↓↓↓

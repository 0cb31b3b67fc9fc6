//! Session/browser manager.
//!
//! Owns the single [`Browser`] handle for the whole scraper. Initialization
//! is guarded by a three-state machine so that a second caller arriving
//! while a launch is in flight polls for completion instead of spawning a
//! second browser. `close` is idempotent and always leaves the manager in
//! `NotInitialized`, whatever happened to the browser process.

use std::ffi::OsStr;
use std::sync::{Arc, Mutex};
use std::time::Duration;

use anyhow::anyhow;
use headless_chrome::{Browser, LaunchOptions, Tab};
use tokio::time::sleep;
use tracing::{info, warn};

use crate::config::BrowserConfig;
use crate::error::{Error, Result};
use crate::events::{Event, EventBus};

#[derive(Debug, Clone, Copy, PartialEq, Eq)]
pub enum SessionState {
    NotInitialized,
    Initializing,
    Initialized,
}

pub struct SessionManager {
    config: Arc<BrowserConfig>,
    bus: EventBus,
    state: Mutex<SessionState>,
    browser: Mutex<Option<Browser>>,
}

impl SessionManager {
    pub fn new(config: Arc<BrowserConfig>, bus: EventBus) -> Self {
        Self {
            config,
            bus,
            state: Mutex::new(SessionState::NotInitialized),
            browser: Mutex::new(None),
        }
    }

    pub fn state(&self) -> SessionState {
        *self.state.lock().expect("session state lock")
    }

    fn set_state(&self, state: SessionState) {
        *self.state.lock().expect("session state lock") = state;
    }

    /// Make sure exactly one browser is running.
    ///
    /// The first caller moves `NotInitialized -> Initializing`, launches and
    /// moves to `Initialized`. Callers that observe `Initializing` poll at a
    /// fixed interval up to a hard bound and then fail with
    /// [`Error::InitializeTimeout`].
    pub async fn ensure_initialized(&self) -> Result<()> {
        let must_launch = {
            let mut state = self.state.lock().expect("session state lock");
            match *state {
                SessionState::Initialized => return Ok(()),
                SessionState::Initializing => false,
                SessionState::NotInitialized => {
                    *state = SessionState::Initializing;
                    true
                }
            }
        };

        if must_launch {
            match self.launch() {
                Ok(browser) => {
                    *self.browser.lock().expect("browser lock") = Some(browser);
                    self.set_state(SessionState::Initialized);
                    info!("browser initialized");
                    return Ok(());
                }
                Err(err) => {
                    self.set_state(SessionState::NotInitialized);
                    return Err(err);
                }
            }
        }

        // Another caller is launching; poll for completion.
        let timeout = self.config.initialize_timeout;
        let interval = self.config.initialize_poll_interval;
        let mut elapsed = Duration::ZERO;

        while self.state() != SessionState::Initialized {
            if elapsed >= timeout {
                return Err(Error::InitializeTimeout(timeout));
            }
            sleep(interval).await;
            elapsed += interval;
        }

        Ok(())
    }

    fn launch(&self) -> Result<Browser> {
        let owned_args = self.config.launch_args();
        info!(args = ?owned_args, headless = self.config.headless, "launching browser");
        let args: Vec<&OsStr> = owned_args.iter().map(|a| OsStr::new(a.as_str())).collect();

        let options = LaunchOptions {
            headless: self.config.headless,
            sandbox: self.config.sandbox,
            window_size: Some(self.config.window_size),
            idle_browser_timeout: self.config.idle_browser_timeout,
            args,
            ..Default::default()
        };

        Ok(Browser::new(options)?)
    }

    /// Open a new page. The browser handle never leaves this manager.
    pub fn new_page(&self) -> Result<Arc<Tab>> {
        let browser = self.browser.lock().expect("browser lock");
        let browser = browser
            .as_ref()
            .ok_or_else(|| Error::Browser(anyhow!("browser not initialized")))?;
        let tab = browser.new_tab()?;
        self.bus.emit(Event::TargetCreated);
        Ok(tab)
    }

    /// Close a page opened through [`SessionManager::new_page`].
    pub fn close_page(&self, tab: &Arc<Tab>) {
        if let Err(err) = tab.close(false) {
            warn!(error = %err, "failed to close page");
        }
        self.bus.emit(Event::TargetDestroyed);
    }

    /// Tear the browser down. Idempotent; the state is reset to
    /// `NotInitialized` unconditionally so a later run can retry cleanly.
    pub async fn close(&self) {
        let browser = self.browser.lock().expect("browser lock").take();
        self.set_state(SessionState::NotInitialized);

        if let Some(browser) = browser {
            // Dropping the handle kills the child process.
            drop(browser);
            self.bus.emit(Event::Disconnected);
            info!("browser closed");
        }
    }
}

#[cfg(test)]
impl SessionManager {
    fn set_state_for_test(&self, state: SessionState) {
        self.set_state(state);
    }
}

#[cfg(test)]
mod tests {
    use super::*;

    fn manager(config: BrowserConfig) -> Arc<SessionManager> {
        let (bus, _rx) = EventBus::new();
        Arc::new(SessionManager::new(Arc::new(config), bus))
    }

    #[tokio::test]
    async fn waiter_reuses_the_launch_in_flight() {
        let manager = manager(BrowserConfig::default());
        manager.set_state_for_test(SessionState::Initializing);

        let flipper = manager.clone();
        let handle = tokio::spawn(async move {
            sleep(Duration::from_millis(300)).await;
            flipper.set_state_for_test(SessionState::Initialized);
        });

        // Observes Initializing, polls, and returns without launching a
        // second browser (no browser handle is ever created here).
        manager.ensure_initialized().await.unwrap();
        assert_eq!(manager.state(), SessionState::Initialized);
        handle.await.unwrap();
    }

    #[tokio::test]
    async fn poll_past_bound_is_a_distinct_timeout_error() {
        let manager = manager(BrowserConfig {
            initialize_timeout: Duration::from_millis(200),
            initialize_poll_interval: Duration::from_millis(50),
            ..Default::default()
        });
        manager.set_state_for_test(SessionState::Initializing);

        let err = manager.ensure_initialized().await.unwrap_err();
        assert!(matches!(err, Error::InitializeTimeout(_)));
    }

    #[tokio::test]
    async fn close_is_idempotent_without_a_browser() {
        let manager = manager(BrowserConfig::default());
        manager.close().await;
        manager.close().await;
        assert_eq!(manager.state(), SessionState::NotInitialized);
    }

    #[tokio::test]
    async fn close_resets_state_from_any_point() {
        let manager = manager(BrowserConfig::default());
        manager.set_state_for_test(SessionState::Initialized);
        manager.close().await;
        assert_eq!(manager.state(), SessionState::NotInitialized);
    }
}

↑↑↑

Return the full listing, word for word.

Task answer =>
repository 0cb31b3b67fc9fc6
//! Session/browser manager.
//!
//! Owns the single [`Browser`] handle for the whole scraper. Initialization
//! is guarded by a three-state machine so that a second caller arriving
//! while a launch is in flight polls for completion instead of spawning a
//! second browser. `close` is idempotent and always leaves the manager in
//! `NotInitialized`, whatever happened to the browser process.

use std::ffi::OsStr;
use std::sync::{Arc, Mutex};
use std::time::Duration;

use anyhow::anyhow;
use headless_chrome::{Browser, LaunchOptions, Tab};
use tokio::time::sleep;
use tracing::{info, warn};

use crate::config::BrowserConfig;
use crate::error::{Error, Result};
use crate::events::{Event, EventBus};

#[derive(Debug, Clone, Copy, PartialEq, Eq)]
pub enum SessionState {
    NotInitialized,
    Initializing,
    Initialized,
}

pub struct SessionManager {
    config: Arc<BrowserConfig>,
    bus: EventBus,
    state: Mutex<SessionState>,
    browser: Mutex<Option<Browser>>,
}

impl SessionManager {
    pub fn new(config: Arc<BrowserConfig>, bus: EventBus) -> Self {
        Self {
            config,
            bus,
            state: Mutex::new(SessionState::NotInitialized),
            browser: Mutex::new(None),
        }
    }

    pub fn state(&self) -> SessionState {
        *self.state.lock().expect("session state lock")
    }

    fn set_state(&self, state: SessionState) {
        *self.state.lock().expect("session state lock") = state;
    }

    /// Make sure exactly one browser is running.
    ///
    /// The first caller moves `NotInitialized -> Initializing`, launches and
    /// moves to `Initialized`. Callers that observe `Initializing` poll at a
    /// fixed interval up to a hard bound and then fail with
    /// [`Error::InitializeTimeout`].
    pub async fn ensure_initialized(&self) -> Result<()> {
        let must_launch = {
            let mut state = self.state.lock().expect("session state lock");
            match *state {
                SessionState::Initialized => return Ok(()),
                SessionState::Initializing => false,
                SessionState::NotInitialized => {
                    *state = SessionState::Initializing;
                    true
                }
            }
        };

        if must_launch {
            match self.launch() {
                Ok(browser) => {
                    *self.browser.lock().expect("browser lock") = Some(browser);
                    self.set_state(SessionState::Initialized);
                    info!("browser initialized");
                    return Ok(());
                }
                Err(err) => {
                    self.set_state(SessionState::NotInitialized);
                    return Err(err);
                }
            }
        }

        // Another caller is launching; poll for completion.
        let timeout = self.config.initialize_timeout;
        let interval = self.config.initialize_poll_interval;
        let mut elapsed = Duration::ZERO;

        while self.state() != SessionState::Initialized {
            if elapsed >= timeout {
                return Err(Error::InitializeTimeout(timeout));
            }
            sleep(interval).await;
            elapsed += interval;
        }

        Ok(())
    }

    fn launch(&self) -> Result<Browser> {
        let owned_args = self.config.launch_args();
        info!(args = ?owned_args, headless = self.config.headless, "launching browser");
        let args: Vec<&OsStr> = owned_args.iter().map(|a| OsStr::new(a.as_str())).collect();

        let options = LaunchOptions {
            headless: self.config.headless,
            sandbox: self.config.sandbox,
            window_size: Some(self.config.window_size),
            idle_browser_timeout: self.config.idle_browser_timeout,
            args,
            ..Default::default()
        };

        Ok(Browser::new(options)?)
    }

    /// Open a new page. The browser handle never leaves this manager.
    pub fn new_page(&self) -> Result<Arc<Tab>> {
        let browser = self.browser.lock().expect("browser lock");
        let browser = browser
            .as_ref()
            .ok_or_else(|| Error::Browser(anyhow!("browser not initialized")))?;
        let tab = browser.new_tab()?;
        self.bus.emit(Event::TargetCreated);
        Ok(tab)
    }

    /// Close a page opened through [`SessionManager::new_page`].
    pub fn close_page(&self, tab: &Arc<Tab>) {
        if let Err(err) = tab.close(false) {
            warn!(error = %err, "failed to close page");
        }
        self.bus.emit(Event::TargetDestroyed);
    }

    /// Tear the browser down. Idempotent; the state is reset to
    /// `NotInitialized` unconditionally so a later run can retry cleanly.
    pub async fn close(&self) {
        let browser = self.browser.lock().expect("browser lock").take();
        self.set_state(SessionState::NotInitialized);

        if let Some(browser) = browser {
            // Dropping the handle kills the child process.
            drop(browser);
            self.bus.emit(Event::Disconnected);
            info!("browser closed");
        }
    }
}

#[cfg(test)]
impl SessionManager {
    fn set_state_for_test(&self, state: SessionState) {
        self.set_state(state);
    }
}

#[cfg(test)]
mod tests {
    use super::*;

    fn manager(config: BrowserConfig) -> Arc<SessionManager> {
        let (bus, _rx) = EventBus::new();
        Arc::new(SessionManager::new(Arc::new(config), bus))
    }

    #[tokio::test]
    async fn waiter_reuses_the_launch_in_flight() {
        let manager = manager(BrowserConfig::default());
        manager.set_state_for_test(SessionState::Initializing);

        let flipper = manager.clone();
        let handle = tokio::spawn(async move {
            sleep(Duration::from_millis(300)).await;
            flipper.set_state_for_test(SessionState::Initialized);
        });

        // Observes Initializing, polls, and returns without launching a
        // second browser (no browser handle is ever created here).
        manager.ensure_initialized().await.unwrap();
        assert_eq!(manager.state(), SessionState::Initialized);
        handle.await.unwrap();
    }

    #[tokio::test]
    async fn poll_past_bound_is_a_distinct_timeout_error() {
        let manager = manager(BrowserConfig {
            initialize_timeout: Duration::from_millis(200),
            initialize_poll_interval: Duration::from_millis(50),
            ..Default::default()
        });
        manager.set_state_for_test(SessionState::Initializing);

        let err = manager.ensure_initialized().await.unwrap_err();
        assert!(matches!(err, Error::InitializeTimeout(_)));
    }

    #[tokio::test]
    async fn close_is_idempotent_without_a_browser() {
        let manager = manager(BrowserConfig::default());
        manager.close().await;
        manager.close().await;
        assert_eq!(manager.state(), SessionState::NotInitialized);
    }

    #[tokio::test]
    async fn close_resets_state_from_any_point() {
        let manager = manager(BrowserConfig::default());
        manager.set_state_for_test(SessionState::Initialized);
        manager.close().await;
        assert_eq!(manager.state(), SessionState::NotInitialized);
    }
}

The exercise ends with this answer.